* [EXERCISE]:
In full and without alteration, transcribe the listing.

* [RECORDS FOR THE EXERCISE]:
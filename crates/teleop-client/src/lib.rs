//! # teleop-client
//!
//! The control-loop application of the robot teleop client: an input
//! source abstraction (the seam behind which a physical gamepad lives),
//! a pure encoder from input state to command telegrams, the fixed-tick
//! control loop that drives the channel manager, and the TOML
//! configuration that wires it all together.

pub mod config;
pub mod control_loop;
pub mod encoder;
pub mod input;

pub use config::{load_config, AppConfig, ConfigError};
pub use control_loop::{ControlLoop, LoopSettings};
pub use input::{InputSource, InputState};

* [WRITTEN REPLY]:
filename crates/teleop-client/src/lib.rs
//! # teleop-client
//!
//! The control-loop application of the robot teleop client: an input
//! source abstraction (the seam behind which a physical gamepad lives),
//! a pure encoder from input state to command telegrams, the fixed-tick
//! control loop that drives the channel manager, and the TOML
//! configuration that wires it all together.

pub mod config;
pub mod control_loop;
pub mod encoder;
pub mod input;

pub use config::{load_config, AppConfig, ConfigError};
pub use control_loop::{ControlLoop, LoopSettings};
pub use input::{InputSource, InputState};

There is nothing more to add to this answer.